* WHAT IS EXPECTED: Please filter the entries and return only the lines that include "into".

BEGIN TASK INPUT

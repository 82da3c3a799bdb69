use std::env;
use std::time::Duration;

use serde::Deserialize;
use utxo_core::{Amount, Network, Variant};

pub const DEFAULT_GATEWAY_URL: &str = "http://206.189.83.88:5000";
pub const DEFAULT_LOCAL_URL: &str = "http://0.0.0.0:5000";
pub const DEFAULT_FEE_SOURCE_URL: &str = "https://bitcoinfees.earn.com/api/v1/fees/recommended";

/// Fee quotes older than this are refreshed.
pub const DEFAULT_FEE_TTL: Duration = Duration::from_secs(30 * 60);

/// Returned by the fee oracle when no quote can be obtained.
pub const DEFAULT_FALLBACK_FEE: Amount = Amount::from_sat(10_000);

const DEFAULT_REQUEST_TIMEOUT_SECS: u64 = 5;

/// Where the gateway and the fee source live, and how to talk to them.
#[derive(Debug, Clone, PartialEq, Eq, Deserialize)]
#[serde(default)]
pub struct GatewayConfig {
    /// Public gateway host, without the `/<chain>/<network>` suffix.
    pub url: String,
    /// Host used for `Localnet` networks.
    pub local_url: String,
    pub username: Option<String>,
    pub password: Option<String>,
    /// Upper bound for a single HTTP request.
    pub request_timeout_secs: u64,
    pub fee_source_url: String,
    pub fee_ttl_secs: u64,
    pub fallback_fee: Amount,
}

impl Default for GatewayConfig {
    fn default() -> Self {
        GatewayConfig {
            url: DEFAULT_GATEWAY_URL.into(),
            local_url: DEFAULT_LOCAL_URL.into(),
            username: None,
            password: None,
            request_timeout_secs: DEFAULT_REQUEST_TIMEOUT_SECS,
            fee_source_url: DEFAULT_FEE_SOURCE_URL.into(),
            fee_ttl_secs: DEFAULT_FEE_TTL.as_secs(),
            fallback_fee: DEFAULT_FALLBACK_FEE,
        }
    }
}

impl GatewayConfig {
    /// Defaults, overridden by `GATEWAY_URL`, `GATEWAY_LOCAL_URL`,
    /// `GATEWAY_USER`, `GATEWAY_PASSWORD` and `FEE_SOURCE_URL` when set.
    pub fn from_env() -> Self {
        Self::from_lookup(|key| env::var(key).ok())
    }

    fn from_lookup(lookup: impl Fn(&str) -> Option<String>) -> Self {
        let mut config = GatewayConfig::default();
        if let Some(url) = lookup("GATEWAY_URL") {
            config.url = url;
        }
        if let Some(url) = lookup("GATEWAY_LOCAL_URL") {
            config.local_url = url;
        }
        if let Some(user) = lookup("GATEWAY_USER") {
            config.username = Some(user);
        }
        if let Some(password) = lookup("GATEWAY_PASSWORD") {
            config.password = Some(password);
        }
        if let Some(url) = lookup("FEE_SOURCE_URL") {
            config.fee_source_url = url;
        }
        config
    }

    /// Gateway URL serving `network`.
    pub fn endpoint(&self, network: Network) -> String {
        let chain = network.chain().code();
        match network.variant() {
            Variant::Mainnet => format!("{}/{chain}/mainnet", self.url.trim_end_matches('/')),
            Variant::Testnet => format!("{}/{chain}/testnet", self.url.trim_end_matches('/')),
            Variant::Localnet => format!("{}/{chain}/testnet", self.local_url.trim_end_matches('/')),
        }
    }

    pub fn request_timeout(&self) -> Duration {
        Duration::from_secs(self.request_timeout_secs)
    }

    pub fn fee_ttl(&self) -> Duration {
        Duration::from_secs(self.fee_ttl_secs)
    }
}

END TASK INPUT

* REPLY TO THE TASK:
            url: DEFAULT_GATEWAY_URL.into(),
            local_url: DEFAULT_LOCAL_URL.into(),
            fee_source_url: DEFAULT_FEE_SOURCE_URL.into(),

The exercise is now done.